(TASK GOAL)
In the records below, the line with "filename apps/core/src/brain/classifier.rs" opens the range and the line with "confidence scores, index-aligned" closes it; print that range exactly and nothing else.

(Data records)
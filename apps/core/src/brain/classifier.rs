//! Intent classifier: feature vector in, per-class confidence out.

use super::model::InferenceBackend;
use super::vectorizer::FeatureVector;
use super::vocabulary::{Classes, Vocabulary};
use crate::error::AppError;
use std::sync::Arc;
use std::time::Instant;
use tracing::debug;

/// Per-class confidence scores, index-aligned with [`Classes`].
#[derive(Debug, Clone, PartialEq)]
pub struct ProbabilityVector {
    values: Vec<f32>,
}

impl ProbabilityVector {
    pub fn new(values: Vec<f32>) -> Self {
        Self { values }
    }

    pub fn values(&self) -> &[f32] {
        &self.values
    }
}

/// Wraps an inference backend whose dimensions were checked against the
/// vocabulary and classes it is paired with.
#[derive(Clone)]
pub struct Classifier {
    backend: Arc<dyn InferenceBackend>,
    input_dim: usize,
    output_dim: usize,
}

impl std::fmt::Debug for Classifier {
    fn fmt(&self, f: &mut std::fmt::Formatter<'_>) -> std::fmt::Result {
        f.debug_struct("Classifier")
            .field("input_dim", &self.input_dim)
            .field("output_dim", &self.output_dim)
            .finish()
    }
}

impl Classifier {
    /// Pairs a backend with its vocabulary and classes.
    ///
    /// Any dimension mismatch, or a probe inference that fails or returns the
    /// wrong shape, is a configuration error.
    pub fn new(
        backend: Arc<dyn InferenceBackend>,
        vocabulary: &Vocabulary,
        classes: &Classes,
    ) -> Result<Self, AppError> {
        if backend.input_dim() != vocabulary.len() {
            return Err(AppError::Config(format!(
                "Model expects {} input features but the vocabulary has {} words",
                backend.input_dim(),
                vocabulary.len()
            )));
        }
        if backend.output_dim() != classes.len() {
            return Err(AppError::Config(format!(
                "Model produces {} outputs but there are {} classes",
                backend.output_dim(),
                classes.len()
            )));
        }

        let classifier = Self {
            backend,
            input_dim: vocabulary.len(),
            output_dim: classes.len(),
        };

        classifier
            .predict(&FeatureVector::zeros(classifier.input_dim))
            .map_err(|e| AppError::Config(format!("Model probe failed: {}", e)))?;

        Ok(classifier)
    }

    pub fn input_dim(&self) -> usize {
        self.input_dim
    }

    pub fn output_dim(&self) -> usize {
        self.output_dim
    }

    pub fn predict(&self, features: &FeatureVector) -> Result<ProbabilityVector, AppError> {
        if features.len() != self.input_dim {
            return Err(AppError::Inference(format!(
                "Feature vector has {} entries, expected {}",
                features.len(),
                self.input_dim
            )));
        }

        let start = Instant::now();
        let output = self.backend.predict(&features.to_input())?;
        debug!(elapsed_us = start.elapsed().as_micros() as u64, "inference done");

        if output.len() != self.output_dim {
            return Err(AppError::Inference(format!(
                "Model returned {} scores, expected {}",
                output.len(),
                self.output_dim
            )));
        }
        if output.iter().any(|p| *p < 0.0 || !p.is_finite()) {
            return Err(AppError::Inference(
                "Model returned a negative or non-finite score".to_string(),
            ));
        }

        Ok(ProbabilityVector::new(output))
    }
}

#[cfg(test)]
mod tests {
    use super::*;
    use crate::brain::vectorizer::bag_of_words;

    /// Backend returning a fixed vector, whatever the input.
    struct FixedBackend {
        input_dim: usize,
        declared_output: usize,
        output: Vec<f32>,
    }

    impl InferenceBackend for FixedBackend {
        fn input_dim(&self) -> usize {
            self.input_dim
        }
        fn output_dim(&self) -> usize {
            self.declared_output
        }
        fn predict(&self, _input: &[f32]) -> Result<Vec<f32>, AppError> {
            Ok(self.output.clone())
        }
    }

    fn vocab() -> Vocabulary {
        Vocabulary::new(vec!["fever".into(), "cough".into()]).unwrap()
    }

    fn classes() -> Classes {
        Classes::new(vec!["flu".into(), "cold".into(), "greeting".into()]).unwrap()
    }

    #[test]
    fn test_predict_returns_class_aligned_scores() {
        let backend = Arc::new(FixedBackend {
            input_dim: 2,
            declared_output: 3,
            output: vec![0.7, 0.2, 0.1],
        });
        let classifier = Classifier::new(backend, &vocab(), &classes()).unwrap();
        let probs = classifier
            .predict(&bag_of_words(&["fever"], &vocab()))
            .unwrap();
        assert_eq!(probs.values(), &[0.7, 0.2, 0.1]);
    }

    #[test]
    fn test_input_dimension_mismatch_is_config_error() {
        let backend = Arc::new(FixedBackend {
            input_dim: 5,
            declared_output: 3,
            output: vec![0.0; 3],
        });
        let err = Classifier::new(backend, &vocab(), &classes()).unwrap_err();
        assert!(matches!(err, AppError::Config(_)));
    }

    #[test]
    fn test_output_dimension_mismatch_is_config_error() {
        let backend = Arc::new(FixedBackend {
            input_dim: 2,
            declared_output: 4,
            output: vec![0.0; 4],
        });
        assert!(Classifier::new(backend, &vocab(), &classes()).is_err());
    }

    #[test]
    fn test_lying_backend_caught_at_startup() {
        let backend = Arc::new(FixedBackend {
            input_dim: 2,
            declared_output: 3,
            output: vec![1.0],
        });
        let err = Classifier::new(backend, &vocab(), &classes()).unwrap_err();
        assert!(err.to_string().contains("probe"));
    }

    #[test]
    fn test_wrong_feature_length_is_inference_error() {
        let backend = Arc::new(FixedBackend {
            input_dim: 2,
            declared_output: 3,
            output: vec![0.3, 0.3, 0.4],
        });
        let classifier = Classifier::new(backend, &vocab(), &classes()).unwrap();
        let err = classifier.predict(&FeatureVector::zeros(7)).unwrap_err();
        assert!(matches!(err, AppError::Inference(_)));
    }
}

---

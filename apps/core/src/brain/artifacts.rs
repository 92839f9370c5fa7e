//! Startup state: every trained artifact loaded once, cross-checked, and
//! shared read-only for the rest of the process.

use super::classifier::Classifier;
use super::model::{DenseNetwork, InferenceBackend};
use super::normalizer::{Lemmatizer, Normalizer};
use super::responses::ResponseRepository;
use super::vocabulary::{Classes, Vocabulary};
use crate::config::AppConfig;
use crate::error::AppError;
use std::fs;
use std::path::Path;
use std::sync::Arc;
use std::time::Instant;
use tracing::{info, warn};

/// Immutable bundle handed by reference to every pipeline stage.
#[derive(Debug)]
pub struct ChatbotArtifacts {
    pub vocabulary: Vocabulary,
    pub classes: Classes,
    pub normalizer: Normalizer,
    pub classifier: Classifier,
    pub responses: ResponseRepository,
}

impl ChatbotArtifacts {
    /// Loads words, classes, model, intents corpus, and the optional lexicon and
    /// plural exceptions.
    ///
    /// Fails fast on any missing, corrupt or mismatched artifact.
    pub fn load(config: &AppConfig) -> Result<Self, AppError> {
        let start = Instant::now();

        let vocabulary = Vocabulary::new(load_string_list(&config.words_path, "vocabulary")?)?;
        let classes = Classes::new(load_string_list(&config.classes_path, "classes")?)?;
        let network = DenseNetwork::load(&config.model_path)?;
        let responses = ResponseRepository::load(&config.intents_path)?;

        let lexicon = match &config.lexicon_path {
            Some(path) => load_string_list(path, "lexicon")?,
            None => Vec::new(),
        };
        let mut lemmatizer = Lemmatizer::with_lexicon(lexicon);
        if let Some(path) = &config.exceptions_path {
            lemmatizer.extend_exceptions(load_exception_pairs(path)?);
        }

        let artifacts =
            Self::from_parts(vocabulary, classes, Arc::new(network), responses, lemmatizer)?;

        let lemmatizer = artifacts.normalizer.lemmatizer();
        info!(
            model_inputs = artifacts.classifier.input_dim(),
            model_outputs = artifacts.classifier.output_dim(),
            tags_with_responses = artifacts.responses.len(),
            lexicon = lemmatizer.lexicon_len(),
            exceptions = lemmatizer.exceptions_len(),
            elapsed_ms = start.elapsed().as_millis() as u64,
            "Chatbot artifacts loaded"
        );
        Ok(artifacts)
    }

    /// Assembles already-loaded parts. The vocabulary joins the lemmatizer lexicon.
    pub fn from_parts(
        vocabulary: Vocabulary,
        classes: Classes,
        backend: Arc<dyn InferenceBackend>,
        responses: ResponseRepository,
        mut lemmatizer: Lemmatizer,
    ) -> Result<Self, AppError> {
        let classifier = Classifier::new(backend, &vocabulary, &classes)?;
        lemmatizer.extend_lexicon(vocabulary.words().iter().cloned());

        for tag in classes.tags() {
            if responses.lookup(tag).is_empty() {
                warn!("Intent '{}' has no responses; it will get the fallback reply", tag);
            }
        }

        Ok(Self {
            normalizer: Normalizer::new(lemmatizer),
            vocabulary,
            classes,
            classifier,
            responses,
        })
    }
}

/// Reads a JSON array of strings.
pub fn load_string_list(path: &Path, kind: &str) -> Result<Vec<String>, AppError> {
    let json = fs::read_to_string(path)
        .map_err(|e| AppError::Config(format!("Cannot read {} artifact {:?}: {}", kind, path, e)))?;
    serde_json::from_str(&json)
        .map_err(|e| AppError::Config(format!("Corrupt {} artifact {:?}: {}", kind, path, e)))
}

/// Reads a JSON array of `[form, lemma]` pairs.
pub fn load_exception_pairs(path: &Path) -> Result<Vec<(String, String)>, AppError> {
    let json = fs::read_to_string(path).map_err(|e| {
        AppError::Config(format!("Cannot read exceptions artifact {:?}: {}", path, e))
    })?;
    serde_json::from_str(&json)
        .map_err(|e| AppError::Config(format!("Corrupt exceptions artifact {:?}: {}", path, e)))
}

...

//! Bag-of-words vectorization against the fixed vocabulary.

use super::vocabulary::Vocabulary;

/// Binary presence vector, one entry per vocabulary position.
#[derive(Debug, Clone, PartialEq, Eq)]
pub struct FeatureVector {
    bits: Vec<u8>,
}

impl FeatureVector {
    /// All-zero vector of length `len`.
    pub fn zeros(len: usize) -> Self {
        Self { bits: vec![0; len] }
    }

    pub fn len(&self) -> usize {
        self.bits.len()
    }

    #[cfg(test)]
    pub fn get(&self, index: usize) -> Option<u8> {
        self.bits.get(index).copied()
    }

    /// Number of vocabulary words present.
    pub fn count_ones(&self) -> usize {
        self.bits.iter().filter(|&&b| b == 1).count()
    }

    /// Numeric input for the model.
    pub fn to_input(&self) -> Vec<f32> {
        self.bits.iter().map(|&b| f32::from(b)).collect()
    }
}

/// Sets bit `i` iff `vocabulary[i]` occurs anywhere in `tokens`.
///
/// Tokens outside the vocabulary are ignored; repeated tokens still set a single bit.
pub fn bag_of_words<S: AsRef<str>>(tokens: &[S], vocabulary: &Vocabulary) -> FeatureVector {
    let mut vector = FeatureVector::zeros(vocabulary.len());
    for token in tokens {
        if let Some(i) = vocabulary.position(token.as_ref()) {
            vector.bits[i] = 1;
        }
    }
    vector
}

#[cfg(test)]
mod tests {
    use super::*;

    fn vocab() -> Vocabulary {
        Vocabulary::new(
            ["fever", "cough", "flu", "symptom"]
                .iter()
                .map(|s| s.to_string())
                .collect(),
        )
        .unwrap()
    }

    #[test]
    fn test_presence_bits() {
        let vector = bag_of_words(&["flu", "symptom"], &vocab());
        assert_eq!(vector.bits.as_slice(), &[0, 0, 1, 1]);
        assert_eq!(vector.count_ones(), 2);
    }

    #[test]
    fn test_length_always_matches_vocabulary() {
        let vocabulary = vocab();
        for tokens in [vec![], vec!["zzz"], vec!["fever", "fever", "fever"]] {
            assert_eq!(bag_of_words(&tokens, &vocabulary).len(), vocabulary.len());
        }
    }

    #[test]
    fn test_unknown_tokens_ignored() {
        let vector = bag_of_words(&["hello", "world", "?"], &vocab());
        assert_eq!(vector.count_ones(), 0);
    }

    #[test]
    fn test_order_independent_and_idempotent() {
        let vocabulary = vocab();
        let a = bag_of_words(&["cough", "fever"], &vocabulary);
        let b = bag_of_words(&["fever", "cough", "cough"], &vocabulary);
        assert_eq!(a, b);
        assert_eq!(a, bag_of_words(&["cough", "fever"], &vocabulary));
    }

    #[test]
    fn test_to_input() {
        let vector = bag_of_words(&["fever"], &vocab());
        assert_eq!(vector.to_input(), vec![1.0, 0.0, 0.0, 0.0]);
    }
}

(SOLUTION TO THIS EXERCISE)
filename apps/core/src/brain/classifier.rs
//! Intent classifier: feature vector in, per-class confidence out.

use super::model::InferenceBackend;
use super::vectorizer::FeatureVector;
use super::vocabulary::{Classes, Vocabulary};
use crate::error::AppError;
use std::sync::Arc;
use std::time::Instant;
use tracing::debug;

/// Per-class confidence scores, index-aligned with [`Classes`].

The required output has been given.